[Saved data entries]
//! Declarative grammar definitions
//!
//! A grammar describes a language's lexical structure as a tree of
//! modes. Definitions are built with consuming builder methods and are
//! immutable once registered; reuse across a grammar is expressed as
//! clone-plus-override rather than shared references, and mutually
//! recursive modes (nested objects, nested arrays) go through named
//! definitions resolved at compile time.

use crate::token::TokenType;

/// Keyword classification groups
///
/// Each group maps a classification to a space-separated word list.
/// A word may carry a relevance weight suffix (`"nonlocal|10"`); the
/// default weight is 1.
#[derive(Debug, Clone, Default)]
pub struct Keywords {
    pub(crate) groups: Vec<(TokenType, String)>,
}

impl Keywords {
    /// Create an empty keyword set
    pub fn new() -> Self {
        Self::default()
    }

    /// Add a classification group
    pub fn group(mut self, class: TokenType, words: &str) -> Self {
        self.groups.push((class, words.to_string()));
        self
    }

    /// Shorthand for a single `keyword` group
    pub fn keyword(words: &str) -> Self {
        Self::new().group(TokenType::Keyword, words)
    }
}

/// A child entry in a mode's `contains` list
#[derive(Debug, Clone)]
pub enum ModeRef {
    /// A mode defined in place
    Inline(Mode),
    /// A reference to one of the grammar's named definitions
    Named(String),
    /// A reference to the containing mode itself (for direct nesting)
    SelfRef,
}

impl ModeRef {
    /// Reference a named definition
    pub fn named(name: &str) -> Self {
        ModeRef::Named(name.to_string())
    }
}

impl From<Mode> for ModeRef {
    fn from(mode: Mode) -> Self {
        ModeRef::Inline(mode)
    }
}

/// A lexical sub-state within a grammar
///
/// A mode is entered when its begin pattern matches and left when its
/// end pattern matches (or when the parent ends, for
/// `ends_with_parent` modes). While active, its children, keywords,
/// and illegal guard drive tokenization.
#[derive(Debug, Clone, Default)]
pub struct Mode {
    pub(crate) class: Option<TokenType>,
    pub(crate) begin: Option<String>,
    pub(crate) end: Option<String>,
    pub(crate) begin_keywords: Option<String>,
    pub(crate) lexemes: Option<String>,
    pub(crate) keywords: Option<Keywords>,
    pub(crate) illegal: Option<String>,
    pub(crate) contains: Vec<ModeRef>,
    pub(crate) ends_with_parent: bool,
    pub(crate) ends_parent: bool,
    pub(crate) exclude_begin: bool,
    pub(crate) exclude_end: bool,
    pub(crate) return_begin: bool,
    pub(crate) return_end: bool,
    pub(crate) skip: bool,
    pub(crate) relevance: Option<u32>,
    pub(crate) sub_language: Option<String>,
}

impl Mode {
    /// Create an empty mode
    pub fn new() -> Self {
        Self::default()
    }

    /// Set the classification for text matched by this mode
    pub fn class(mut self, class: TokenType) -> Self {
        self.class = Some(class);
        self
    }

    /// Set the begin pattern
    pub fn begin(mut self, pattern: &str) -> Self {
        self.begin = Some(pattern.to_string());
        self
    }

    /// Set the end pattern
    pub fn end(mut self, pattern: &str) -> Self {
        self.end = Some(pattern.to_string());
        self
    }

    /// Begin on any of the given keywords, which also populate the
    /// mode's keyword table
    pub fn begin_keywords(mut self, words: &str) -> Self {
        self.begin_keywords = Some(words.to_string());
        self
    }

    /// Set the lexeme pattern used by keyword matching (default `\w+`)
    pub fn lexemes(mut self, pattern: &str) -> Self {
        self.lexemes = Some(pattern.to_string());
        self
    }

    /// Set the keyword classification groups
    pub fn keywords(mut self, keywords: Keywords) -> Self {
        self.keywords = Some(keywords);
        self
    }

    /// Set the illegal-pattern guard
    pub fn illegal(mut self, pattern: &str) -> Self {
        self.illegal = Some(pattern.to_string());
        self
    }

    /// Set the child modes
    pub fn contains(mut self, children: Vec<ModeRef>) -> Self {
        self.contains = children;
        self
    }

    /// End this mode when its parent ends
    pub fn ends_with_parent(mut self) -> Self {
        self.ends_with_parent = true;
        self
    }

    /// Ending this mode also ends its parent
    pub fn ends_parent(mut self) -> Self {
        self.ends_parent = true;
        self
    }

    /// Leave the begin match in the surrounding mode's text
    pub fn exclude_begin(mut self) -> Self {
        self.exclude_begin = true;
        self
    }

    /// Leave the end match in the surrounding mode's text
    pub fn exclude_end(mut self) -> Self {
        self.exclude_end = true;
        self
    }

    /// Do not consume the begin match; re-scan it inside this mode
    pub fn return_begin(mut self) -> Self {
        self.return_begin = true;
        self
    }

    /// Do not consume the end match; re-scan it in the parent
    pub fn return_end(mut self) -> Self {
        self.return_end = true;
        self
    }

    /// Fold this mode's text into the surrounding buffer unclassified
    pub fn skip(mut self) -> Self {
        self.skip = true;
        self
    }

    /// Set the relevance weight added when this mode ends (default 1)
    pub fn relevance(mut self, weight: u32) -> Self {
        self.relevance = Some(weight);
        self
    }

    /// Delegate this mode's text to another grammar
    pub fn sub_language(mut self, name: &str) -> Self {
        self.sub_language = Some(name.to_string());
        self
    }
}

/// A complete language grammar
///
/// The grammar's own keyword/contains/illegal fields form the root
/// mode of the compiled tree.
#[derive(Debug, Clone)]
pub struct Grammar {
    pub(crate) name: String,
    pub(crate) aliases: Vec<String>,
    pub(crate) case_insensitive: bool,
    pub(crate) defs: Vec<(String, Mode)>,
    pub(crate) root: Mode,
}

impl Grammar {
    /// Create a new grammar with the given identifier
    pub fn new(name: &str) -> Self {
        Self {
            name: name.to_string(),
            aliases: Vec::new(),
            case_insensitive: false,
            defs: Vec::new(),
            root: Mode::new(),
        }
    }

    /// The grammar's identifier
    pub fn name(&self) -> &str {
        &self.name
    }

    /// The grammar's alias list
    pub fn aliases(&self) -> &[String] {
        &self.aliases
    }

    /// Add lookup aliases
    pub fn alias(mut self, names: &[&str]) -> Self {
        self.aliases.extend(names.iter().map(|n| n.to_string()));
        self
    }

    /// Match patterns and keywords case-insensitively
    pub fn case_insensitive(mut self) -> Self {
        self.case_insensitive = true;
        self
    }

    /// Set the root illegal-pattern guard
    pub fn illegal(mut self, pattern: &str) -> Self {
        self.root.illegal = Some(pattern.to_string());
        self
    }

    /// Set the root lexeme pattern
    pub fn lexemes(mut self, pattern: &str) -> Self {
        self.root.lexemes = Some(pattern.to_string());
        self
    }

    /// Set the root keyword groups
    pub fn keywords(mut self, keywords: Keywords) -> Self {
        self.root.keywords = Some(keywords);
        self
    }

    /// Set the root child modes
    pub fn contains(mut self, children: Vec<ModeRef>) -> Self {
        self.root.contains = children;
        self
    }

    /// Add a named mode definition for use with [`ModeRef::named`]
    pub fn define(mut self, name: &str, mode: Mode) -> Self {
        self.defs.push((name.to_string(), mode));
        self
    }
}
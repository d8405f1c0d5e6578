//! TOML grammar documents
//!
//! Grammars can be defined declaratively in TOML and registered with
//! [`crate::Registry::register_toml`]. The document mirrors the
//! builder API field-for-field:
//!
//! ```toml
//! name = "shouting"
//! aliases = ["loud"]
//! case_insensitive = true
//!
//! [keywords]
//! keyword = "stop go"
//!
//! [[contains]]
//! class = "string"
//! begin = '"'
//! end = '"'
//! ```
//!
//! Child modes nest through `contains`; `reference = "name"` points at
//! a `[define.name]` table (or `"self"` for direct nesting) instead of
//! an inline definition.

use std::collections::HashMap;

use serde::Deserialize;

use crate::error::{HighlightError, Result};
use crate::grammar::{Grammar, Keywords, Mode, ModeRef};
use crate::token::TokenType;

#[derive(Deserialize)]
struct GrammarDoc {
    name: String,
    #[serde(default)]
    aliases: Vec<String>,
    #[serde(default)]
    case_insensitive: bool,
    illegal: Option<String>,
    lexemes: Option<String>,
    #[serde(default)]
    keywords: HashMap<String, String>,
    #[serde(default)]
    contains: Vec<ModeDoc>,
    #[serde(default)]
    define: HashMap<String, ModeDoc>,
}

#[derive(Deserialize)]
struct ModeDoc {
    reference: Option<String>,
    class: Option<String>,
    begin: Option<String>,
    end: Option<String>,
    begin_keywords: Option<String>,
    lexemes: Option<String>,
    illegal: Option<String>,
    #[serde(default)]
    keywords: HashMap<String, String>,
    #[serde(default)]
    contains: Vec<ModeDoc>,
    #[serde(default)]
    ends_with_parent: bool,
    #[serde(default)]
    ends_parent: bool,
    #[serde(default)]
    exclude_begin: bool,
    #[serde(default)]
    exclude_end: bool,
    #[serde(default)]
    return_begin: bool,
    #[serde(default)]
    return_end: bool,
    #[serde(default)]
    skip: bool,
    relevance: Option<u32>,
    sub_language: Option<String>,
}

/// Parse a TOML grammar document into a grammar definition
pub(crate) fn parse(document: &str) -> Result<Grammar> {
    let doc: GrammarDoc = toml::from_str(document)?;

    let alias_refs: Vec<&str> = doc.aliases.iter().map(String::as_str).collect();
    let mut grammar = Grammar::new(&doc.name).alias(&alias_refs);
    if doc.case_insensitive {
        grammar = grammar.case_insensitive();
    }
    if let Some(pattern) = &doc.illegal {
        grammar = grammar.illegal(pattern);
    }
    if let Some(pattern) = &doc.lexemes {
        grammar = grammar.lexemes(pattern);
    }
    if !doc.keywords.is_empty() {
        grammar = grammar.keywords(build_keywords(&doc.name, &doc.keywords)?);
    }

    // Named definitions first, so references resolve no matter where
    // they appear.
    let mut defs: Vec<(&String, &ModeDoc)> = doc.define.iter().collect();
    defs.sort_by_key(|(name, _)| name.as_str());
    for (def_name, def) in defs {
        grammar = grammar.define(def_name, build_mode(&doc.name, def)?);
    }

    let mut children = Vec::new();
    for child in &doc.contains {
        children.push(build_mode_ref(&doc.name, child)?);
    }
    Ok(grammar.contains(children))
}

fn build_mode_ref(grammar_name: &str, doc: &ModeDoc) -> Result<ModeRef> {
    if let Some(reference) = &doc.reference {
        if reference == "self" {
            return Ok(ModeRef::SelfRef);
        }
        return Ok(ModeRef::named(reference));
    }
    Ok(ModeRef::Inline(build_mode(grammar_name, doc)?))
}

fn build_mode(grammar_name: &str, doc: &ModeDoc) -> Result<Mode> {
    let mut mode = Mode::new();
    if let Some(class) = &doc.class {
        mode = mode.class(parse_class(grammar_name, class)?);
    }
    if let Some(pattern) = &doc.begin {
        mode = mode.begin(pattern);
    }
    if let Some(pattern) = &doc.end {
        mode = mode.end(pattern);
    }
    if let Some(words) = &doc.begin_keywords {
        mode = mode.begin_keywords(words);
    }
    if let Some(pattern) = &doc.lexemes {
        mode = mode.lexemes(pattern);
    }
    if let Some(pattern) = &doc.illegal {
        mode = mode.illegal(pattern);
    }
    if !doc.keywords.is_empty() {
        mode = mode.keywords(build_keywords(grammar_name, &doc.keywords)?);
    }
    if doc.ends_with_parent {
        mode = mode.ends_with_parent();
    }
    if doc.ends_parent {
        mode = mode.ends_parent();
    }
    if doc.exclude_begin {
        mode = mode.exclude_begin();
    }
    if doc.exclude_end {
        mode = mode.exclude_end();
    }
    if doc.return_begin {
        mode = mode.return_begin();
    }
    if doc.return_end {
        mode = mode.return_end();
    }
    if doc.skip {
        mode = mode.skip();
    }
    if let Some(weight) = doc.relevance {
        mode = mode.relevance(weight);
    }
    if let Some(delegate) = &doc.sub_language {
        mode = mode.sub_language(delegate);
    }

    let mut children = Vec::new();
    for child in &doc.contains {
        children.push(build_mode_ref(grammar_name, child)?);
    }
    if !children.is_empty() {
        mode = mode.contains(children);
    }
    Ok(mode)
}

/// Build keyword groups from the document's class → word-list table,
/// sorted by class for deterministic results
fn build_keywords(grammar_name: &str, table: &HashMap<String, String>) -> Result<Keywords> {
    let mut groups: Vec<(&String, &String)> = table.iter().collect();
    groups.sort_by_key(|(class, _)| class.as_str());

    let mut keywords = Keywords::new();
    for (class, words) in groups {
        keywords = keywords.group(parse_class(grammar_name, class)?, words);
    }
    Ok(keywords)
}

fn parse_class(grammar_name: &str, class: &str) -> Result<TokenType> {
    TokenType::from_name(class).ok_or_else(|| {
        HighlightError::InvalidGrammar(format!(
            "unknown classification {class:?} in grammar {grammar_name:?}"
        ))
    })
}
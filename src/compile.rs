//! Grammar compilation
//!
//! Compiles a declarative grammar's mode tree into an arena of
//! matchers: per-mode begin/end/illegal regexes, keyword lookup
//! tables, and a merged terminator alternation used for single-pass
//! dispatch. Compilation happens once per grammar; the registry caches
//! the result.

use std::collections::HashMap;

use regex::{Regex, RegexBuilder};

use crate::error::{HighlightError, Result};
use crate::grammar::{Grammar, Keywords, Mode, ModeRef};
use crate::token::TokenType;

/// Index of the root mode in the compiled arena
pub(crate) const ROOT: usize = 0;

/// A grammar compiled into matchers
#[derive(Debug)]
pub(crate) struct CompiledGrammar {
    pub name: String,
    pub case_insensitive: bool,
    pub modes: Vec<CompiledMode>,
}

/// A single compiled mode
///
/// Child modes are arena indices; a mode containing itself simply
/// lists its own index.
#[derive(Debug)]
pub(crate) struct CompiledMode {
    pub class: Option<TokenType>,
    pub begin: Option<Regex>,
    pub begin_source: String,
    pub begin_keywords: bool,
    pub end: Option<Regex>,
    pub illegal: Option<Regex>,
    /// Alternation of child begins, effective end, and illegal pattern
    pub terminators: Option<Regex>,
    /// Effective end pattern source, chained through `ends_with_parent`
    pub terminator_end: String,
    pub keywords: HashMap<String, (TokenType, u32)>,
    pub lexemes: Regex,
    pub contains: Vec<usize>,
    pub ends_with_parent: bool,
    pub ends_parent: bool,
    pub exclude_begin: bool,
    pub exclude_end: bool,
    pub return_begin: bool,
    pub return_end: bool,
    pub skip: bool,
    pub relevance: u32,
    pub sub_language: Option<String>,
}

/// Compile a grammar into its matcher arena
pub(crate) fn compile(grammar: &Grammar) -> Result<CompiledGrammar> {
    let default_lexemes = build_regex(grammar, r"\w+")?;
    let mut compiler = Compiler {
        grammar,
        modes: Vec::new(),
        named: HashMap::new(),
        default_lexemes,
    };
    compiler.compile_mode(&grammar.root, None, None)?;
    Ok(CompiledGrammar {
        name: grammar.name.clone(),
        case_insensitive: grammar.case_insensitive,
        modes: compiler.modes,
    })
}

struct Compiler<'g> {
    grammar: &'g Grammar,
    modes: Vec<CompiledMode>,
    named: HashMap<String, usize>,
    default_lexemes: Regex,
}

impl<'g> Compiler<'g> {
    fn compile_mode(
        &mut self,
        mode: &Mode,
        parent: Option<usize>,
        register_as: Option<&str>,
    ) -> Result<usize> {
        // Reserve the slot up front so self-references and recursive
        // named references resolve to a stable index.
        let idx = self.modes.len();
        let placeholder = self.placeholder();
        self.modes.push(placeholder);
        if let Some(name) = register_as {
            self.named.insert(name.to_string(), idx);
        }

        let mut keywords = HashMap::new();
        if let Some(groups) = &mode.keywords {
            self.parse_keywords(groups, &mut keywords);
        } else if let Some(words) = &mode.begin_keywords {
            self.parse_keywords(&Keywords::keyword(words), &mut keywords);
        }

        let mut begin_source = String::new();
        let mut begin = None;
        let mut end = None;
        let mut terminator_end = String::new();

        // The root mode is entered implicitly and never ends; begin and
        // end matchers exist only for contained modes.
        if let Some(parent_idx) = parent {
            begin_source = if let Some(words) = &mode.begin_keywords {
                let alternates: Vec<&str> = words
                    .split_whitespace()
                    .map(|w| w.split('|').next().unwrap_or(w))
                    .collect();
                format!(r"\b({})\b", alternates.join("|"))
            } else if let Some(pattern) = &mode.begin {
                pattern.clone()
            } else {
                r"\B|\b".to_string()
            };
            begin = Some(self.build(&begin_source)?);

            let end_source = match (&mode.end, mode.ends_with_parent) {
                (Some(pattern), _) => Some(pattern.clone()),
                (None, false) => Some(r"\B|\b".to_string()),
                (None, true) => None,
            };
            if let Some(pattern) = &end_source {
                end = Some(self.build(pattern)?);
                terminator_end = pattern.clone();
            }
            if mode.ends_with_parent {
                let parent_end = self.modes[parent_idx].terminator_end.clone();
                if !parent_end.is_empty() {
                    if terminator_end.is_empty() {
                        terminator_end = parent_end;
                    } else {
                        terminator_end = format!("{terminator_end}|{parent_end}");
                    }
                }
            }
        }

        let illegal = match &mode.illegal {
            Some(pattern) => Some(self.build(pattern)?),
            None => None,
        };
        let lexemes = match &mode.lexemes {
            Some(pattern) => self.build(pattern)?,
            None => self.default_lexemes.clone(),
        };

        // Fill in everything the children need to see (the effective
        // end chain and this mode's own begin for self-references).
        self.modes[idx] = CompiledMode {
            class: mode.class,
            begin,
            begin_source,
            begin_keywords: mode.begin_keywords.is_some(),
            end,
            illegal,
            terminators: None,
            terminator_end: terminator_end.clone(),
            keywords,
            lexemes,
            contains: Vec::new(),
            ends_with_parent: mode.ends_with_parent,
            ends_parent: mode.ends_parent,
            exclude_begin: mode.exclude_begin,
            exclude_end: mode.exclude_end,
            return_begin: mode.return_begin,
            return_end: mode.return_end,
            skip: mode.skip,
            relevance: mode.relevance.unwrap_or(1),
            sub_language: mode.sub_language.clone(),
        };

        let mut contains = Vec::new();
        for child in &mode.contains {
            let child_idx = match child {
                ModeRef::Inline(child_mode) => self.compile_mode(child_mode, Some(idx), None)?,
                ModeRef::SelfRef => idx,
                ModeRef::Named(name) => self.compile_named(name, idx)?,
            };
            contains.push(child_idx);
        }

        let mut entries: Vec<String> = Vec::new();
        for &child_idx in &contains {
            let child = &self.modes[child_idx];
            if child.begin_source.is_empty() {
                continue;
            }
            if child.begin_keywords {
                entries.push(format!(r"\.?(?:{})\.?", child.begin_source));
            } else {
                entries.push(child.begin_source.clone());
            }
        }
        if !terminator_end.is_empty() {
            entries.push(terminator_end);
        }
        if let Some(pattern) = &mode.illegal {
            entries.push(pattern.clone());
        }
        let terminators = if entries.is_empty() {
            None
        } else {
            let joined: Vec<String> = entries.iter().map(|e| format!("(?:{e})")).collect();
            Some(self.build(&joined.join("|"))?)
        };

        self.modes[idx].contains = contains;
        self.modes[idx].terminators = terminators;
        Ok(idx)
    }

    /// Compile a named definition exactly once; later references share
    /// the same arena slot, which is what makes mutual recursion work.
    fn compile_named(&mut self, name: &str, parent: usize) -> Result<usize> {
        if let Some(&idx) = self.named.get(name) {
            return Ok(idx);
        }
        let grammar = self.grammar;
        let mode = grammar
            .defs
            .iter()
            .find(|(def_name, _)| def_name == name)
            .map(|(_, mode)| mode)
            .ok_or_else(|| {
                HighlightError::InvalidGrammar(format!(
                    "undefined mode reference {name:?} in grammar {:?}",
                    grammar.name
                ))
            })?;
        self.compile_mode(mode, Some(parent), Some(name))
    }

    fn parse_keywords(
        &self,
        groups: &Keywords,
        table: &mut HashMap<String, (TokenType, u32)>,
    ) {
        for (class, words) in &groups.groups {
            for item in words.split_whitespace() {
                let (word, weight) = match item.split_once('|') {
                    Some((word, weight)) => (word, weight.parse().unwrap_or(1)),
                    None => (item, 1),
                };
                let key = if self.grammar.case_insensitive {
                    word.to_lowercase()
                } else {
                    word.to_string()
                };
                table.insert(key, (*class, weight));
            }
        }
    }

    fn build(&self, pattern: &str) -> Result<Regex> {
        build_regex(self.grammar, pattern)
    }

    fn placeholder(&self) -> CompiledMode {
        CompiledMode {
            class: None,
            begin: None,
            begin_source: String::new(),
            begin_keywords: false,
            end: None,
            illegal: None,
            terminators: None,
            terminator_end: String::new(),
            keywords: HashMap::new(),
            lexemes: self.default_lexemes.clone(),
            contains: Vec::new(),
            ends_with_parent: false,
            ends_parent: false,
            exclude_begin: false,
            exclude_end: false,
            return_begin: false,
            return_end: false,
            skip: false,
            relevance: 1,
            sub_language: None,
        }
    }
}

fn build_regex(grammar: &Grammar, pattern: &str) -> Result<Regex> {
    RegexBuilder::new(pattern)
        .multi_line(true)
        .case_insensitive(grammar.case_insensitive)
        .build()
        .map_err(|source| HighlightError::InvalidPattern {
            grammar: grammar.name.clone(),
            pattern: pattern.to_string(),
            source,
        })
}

YOUR OBJECTIVE —
Of all the lines in the entries, count those with the string "recursive", and report only that number.

EXERCISE OUTPUT —
2